Assim que o felizmente falecido Hugo Chávez chegou ao poder em 1999 – pelo voto popular, diga-se – apareceram os primeiros sinais de sua intenção de implantar um regime comunista a la cubana. Os venezuelanos diziam não ser possível porque "nosotros no somos Cuba". Em pouco tempo, porém, a nefasta profecia tornou-se realidade. Hoje a Venezuela, embora infinitamente mais rica que Cuba, é igualmente pobre, e olha para um futuro desolador enquanto durar esse regime opressor e assassino.
Já no Brasil, "Se eu errar, o PT volta", Jair Bolsonaro dixit em 2019. Errou feio: mostrou-se torpe, inepto, despreparado, boquirroto e desonesto; traiu todas suas promessas de campanha; vendeu a alma ao diabo, e entregou a chave do cofre ao Centrão (que tanto criticou).
Bolsonaro nunca teve projeto político, muito menos de País. Seu único plano foi simplesmente ficar no poder e desfrutar de suas benesses. JB decepcionou a milhões de eleitores que em 2018 tinham lhe dado seu voto. Resultado: graças à sua torpeza e inépcia, o PT corrupto e mafioso voltou ao poder.
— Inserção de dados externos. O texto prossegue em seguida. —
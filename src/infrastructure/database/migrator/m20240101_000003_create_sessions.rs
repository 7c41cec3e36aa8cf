//! Migration to create sessions table

use sea_orm_migration::prelude::*;

#[derive(DeriveMigrationName)]
pub struct Migration;

#[async_trait::async_trait]
impl MigrationTrait for Migration {
    async fn up(&self, manager: &SchemaManager) -> Result<(), DbErr> {
        manager
            .create_table(
                Table::create()
                    .table(Sessions::Table)
                    .if_not_exists()
                    .col(
                        ColumnDef::new(Sessions::Id)
                            .integer()
                            .not_null()
                            .auto_increment()
                            .primary_key(),
                    )
                    .col(ColumnDef::new(Sessions::Title).string_len(255).not_null())
                    .col(ColumnDef::new(Sessions::SessionDate).date().not_null())
                    .col(
                        ColumnDef::new(Sessions::CreatedAt)
                            .timestamp_with_time_zone()
                            .not_null(),
                    )
                    .to_owned(),
            )
            .await?;

        manager
            .create_index(
                Index::create()
                    .name("idx_sessions_session_date")
                    .table(Sessions::Table)
                    .col(Sessions::SessionDate)
                    .to_owned(),
            )
            .await?;

        Ok(())
    }

    async fn down(&self, manager: &SchemaManager) -> Result<(), DbErr> {
        manager
            .drop_table(Table::drop().table(Sessions::Table).to_owned())
            .await
    }
}

#[derive(Iden)]
enum Sessions {
    Table,
    Id,
    Title,
    SessionDate,
    CreatedAt,
}
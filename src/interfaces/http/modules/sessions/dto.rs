//! Session DTOs

use chrono::{DateTime, NaiveDate, Utc};
use serde::{Deserialize, Serialize};
use utoipa::{IntoParams, ToSchema};
use validator::{Validate, ValidationError};

use crate::domain::{SessionFilter, SessionInput, SessionSort, SessionWithCounts};
use crate::interfaces::http::common::{not_blank, ApiError};
use crate::shared::{normalize_text, to_date_only, SortKey};

pub const TITLE_AND_DATE: &str = "Title and session_date are required";

#[derive(Debug, Default, Deserialize, IntoParams)]
pub struct SessionListQuery {
    /// Contains-match on title
    pub title: Option<String>,
    /// `date_desc` (default), `date_asc`, `title_asc`, `title_desc`
    pub sort: Option<String>,
}

impl SessionListQuery {
    pub fn into_filter(self) -> SessionFilter {
        SessionFilter {
            title: normalize_text(self.title.as_deref()),
            sort: SessionSort::from_query(self.sort.as_deref()),
        }
    }
}

fn is_date(value: &str) -> Result<(), ValidationError> {
    match to_date_only(Some(value)) {
        Some(_) => Ok(()),
        None => Err(ValidationError::new("date")),
    }
}

#[derive(Debug, Deserialize, Validate, ToSchema)]
pub struct SessionRequest {
    #[serde(default)]
    #[validate(
        required(message = "Title and session_date are required"),
        custom(function = "not_blank", message = "Title and session_date are required")
    )]
    pub title: Option<String>,
    /// `YYYY-MM-DD`
    #[serde(default)]
    #[validate(
        required(message = "Title and session_date are required"),
        custom(function = "is_date", message = "Title and session_date are required")
    )]
    pub session_date: Option<String>,
}

impl SessionRequest {
    pub fn into_input(self) -> Result<SessionInput, ApiError> {
        let title = normalize_text(self.title.as_deref());
        let session_date = to_date_only(self.session_date.as_deref());
        match (title, session_date) {
            (Some(title), Some(session_date)) => Ok(SessionInput {
                title,
                session_date,
            }),
            _ => Err(ApiError::bad_request(TITLE_AND_DATE)),
        }
    }
}

/// A session as shown in lists, with attendance totals
#[derive(Debug, Serialize, ToSchema)]
pub struct SessionResponse {
    pub id: i32,
    pub title: String,
    pub session_date: NaiveDate,
    pub created_at: DateTime<Utc>,
    pub present_count: i64,
    pub absent_count: i64,
}

impl From<SessionWithCounts> for SessionResponse {
    fn from(row: SessionWithCounts) -> Self {
        Self {
            id: row.session.id,
            title: row.session.title,
            session_date: row.session.session_date,
            created_at: row.session.created_at,
            present_count: row.present_count,
            absent_count: row.absent_count,
        }
    }
}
Se é que a centro-direita tem no Brasil gente séria e comprometida com os valores conservadores e do liberalismo econômico, para afastar de vez a ameaça socialista empobrecedora, precisa deixar JB para trás e encontrar um líder de verdade - não um falastrão - um que seja digno, sério, compromissado com o País, não apenas da boca pra fora, com uma história de vida coerente com altos objetivos, não um aloprado que foi expulso do EB por conspirar para plantar bombas em suas dependências.
Não será tarefa fácil: a maioria da classe política atual não tem compromisso com o País; preocupa-se apenas com cargos e verbas, e sucumbe ao vil populismo com que há décadas ilude a massa que mantém propositalmente na ignorância e na desinformação. O próprio sistema político-partidário brasileiro está desenhado para que os mesmos se perpetuem no poder e tenham acesso ilimitado aos cofres públicos.
Como nos EUA, em que até agora não surgiu no Partido Republicano nenhum líder capaz de desafiar a liderança do ex-presidente Donald Trump, também não vemos no Brasil um líder capaz de aglutinar a centro-direita em torno de ideias concretas, desenvolvimentistas, que superem a mediocridade e o estancamento que já duram décadas.
Esta é tarefa prioritária, se não queremos que a esquerda anacrônica e empobrecedora, que ainda idolatra Marx, Lenin, Stalin, Fidel Castro, Daniel Ortega e Hugo Chávez, continue no poder por longos anos.